Angry Bird Syndrome – Frown to keep from crying?

Hey everybody!

Typically, I do not blog about controversial topics.  This is a fun website, full of book blurbs and contests and is all about the upbeat.  I live for joy, smiles and laughter, and am definitely not a fun snatcher.

But today, I must delve into the serious.  It will be a short lived excursion, because I choose to represent and live in the positive!

Today, I viewed a video blog blasting black women for being argumentative and angry.  This isn’t the first time I’ve seen such a thing, nor the first time it’s bothered me that this stereotype is persistently perpetuated.  I’ve battled the “angry black woman” stereotype in my career and wish that it would disappear, so that I can give feedback and critiques without someone feeling threatened.
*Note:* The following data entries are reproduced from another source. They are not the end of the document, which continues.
//! Binary geometry payloads returned by `getWebGLData`.
//!
//! Every payload is little-endian: `[u32 header][u8 tag][body]`. For `M`, `L`
//! and `P` the header carries the body size and is informational only; for `C`
//! it is the number of color stops.

use crate::primitive::{
    ColorMapWidget, ColorStop, LineSet, Mesh, Orientation, PointSet, Primitive,
};
use thiserror::Error;

pub const HEADER_LEN: usize = 5;
pub const MATRIX_LEN: usize = 16;

pub const TAG_MESH: u8 = b'M';
pub const TAG_LINES: u8 = b'L';
pub const TAG_POINTS: u8 = b'P';
pub const TAG_COLOR_MAP: u8 = b'C';

#[derive(Debug, Clone, PartialEq, Eq, Error)]
pub enum MalformedPayload {
    #[error("payload of {len} bytes is shorter than the {HEADER_LEN}-byte header")]
    ShortHeader { len: usize },
    #[error("unknown type tag 0x{0:02x}")]
    UnknownTag(u8),
    #[error("{field} needs {needed} bytes at offset {offset}, {available} remain")]
    Overrun {
        field: &'static str,
        offset: usize,
        needed: usize,
        available: usize,
    },
}

#[derive(Debug, Clone, PartialEq, Eq, Error)]
pub enum WireError {
    #[error("malformed payload: {0}")]
    Malformed(#[from] MalformedPayload),
    #[error("invalid base64 payload: {0}")]
    Base64(String),
    #[error("{field} has {len} elements, more than the wire format can carry")]
    Oversized { field: &'static str, len: usize },
}

/// Decodes one object part.
pub fn decode(bytes: &[u8]) -> Result<Primitive, WireError> {
    if bytes.len() < HEADER_LEN {
        return Err(MalformedPayload::ShortHeader { len: bytes.len() }.into());
    }

    let mut r = Reader::new(bytes);
    let header = r.read_u32("header")?;
    let tag = r.read_u8("tag")?;

    let primitive = match tag {
        TAG_MESH => Primitive::Mesh(decode_mesh(&mut r)?),
        TAG_LINES => Primitive::Lines(decode_lines(&mut r)?),
        TAG_POINTS => Primitive::Points(decode_points(&mut r)?),
        TAG_COLOR_MAP => Primitive::ColorMap(decode_color_map(&mut r, header)?),
        other => return Err(MalformedPayload::UnknownTag(other).into()),
    };

    if r.remaining() > 0 {
        tracing::debug!(
            kind = primitive.kind(),
            trailing = r.remaining(),
            "ignoring trailing bytes after payload"
        );
    }
    Ok(primitive)
}

fn decode_mesh(r: &mut Reader<'_>) -> Result<Mesh, MalformedPayload> {
    let n = r.read_count("vertex count")?;
    let vertices = r.read_f32s("vertices", n, 3)?;
    let normals = r.read_f32s("normals", n, 3)?;
    let colors = r.read_unorm8s("vertex colors", n, 4)?;
    let index_count = r.read_count("index count")?;
    let indices = r.read_u16s("indices", index_count)?;
    let matrix = r.read_matrix()?;
    Ok(Mesh {
        vertices,
        normals,
        colors,
        indices,
        matrix,
    })
}

fn decode_lines(r: &mut Reader<'_>) -> Result<LineSet, MalformedPayload> {
    let n = r.read_count("point count")?;
    let points = r.read_f32s("points", n, 3)?;
    let colors = r.read_unorm8s("point colors", n, 4)?;
    let index_count = r.read_count("index count")?;
    let indices = r.read_u16s("indices", index_count)?;
    let matrix = r.read_matrix()?;
    let normals = vec![0.0; points.len()];
    Ok(LineSet {
        points,
        normals,
        colors,
        indices,
        matrix,
    })
}

fn decode_points(r: &mut Reader<'_>) -> Result<PointSet, MalformedPayload> {
    let n = r.read_count("point count")?;
    let points = r.read_f32s("points", n, 3)?;
    let colors = r.read_unorm8s("point colors", n, 4)?;
    let matrix = r.read_matrix()?;
    Ok(PointSet {
        points,
        colors,
        matrix,
    })
}

fn decode_color_map(r: &mut Reader<'_>, num_colors: u32) -> Result<ColorMapWidget, MalformedPayload> {
    let position = r.read_f32_pair("position")?;
    let size = r.read_f32_pair("size")?;

    // Each stop is 7 bytes; check the whole span before allocating.
    let num_colors = num_colors as usize;
    r.ensure("color stops", num_colors, 7)?;
    let mut stops = Vec::with_capacity(num_colors);
    for _ in 0..num_colors {
        let scalar = r.read_f32("color stop scalar")?;
        let rgb = r.take("color stop rgb", 3)?;
        stops.push(ColorStop {
            scalar,
            rgb: [unorm8(rgb[0]), unorm8(rgb[1]), unorm8(rgb[2])],
        });
    }

    let orientation = Orientation::from_wire(r.read_u8("orientation")?);
    let num_labels = r.read_u8("label count")?;
    let title = String::from_utf8_lossy(r.rest()).into_owned();

    Ok(ColorMapWidget {
        position,
        size,
        stops,
        orientation,
        num_labels,
        title,
    })
}

fn unorm8(v: u8) -> f32 {
    f32::from(v) / 255.0
}

struct Reader<'a> {
    bytes: &'a [u8],
    pos: usize,
}

impl<'a> Reader<'a> {
    fn new(bytes: &'a [u8]) -> Self {
        Self { bytes, pos: 0 }
    }

    fn remaining(&self) -> usize {
        self.bytes.len() - self.pos
    }

    fn overrun(&self, field: &'static str, needed: usize) -> MalformedPayload {
        MalformedPayload::Overrun {
            field,
            offset: self.pos,
            needed,
            available: self.remaining(),
        }
    }

    /// Byte span of `count` elements of `stride` bytes, checked against what remains.
    fn ensure(&self, field: &'static str, count: usize, stride: usize) -> Result<usize, MalformedPayload> {
        let needed = count
            .checked_mul(stride)
            .ok_or_else(|| self.overrun(field, usize::MAX))?;
        if needed > self.remaining() {
            return Err(self.overrun(field, needed));
        }
        Ok(needed)
    }

    fn take(&mut self, field: &'static str, len: usize) -> Result<&'a [u8], MalformedPayload> {
        if len > self.remaining() {
            return Err(self.overrun(field, len));
        }
        let out = &self.bytes[self.pos..self.pos + len];
        self.pos += len;
        Ok(out)
    }

    fn rest(&mut self) -> &'a [u8] {
        let out = &self.bytes[self.pos..];
        self.pos = self.bytes.len();
        out
    }

    fn read_u8(&mut self, field: &'static str) -> Result<u8, MalformedPayload> {
        Ok(self.take(field, 1)?[0])
    }

    fn read_u32(&mut self, field: &'static str) -> Result<u32, MalformedPayload> {
        let b = self.take(field, 4)?;
        Ok(u32::from_le_bytes([b[0], b[1], b[2], b[3]]))
    }

    fn read_count(&mut self, field: &'static str) -> Result<usize, MalformedPayload> {
        Ok(self.read_u32(field)? as usize)
    }

    fn read_f32(&mut self, field: &'static str) -> Result<f32, MalformedPayload> {
        let b = self.take(field, 4)?;
        Ok(f32::from_le_bytes([b[0], b[1], b[2], b[3]]))
    }

    fn read_f32_pair(&mut self, field: &'static str) -> Result<[f32; 2], MalformedPayload> {
        let b = self.take(field, 8)?;
        Ok([
            f32::from_le_bytes([b[0], b[1], b[2], b[3]]),
            f32::from_le_bytes([b[4], b[5], b[6], b[7]]),
        ])
    }

    fn read_f32s(
        &mut self,
        field: &'static str,
        count: usize,
        components: usize,
    ) -> Result<Vec<f32>, MalformedPayload> {
        let elements = count
            .checked_mul(components)
            .ok_or_else(|| self.overrun(field, usize::MAX))?;
        let len = self.ensure(field, elements, 4)?;
        let bytes = self.take(field, len)?;
        Ok(bytes
            .chunks_exact(4)
            .map(|b| f32::from_le_bytes([b[0], b[1], b[2], b[3]]))
            .collect())
    }

    fn read_u16s(&mut self, field: &'static str, count: usize) -> Result<Vec<u16>, MalformedPayload> {
        let len = self.ensure(field, count, 2)?;
        let bytes = self.take(field, len)?;
        Ok(bytes
            .chunks_exact(2)
            .map(|b| u16::from_le_bytes([b[0], b[1]]))
            .collect())
    }

    fn read_unorm8s(
        &mut self,
        field: &'static str,
        count: usize,
        channels: usize,
    ) -> Result<Vec<f32>, MalformedPayload> {
        let len = self.ensure(field, count, channels)?;
        Ok(self.take(field, len)?.iter().copied().map(unorm8).collect())
    }

    fn read_matrix(&mut self) -> Result<[f32; 16], MalformedPayload> {
        let values = self.read_f32s("matrix", MATRIX_LEN, 1)?;
        let mut m = [0.0f32; MATRIX_LEN];
        m.copy_from_slice(&values);
        Ok(m)
    }
}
What bothered me about this particular video was the fact that it was made by a black woman, and that it was a black man who posted it to be read and cosigned by all.  First of all, the young woman appeared to be bi-racial, which could explain some of her ire toward black women.  Perhaps her mother is another ethnicity and has endured some disdain from black women, or maybe has bought into the negativity displayed to black women by some black men.  I can’t be sure, but the video was baseless and pointless.  In fact, I refuse to post a link to it because I don’t want to assist in spreading foolishness.

Now, let’s start by asking the question.  Are black women angry?  This subject has been handled eloquently countless times.  Here’s a link I WILL spread http://thegrio.com/2013/07/14/are-you-countering-or-confirming-the-stereotype-of-the-angry-black-woman-heres-how-to-break-free/

The short answer to this is YES, many black women are angry.  Many reasons are rooted in a pain so deep that the anger is a survival mechanism.  With the generations of abuse and abandonment suffered by black women, many take the hard stance to keep from crumbling.  Frown to keep from crying…or worse withering completely.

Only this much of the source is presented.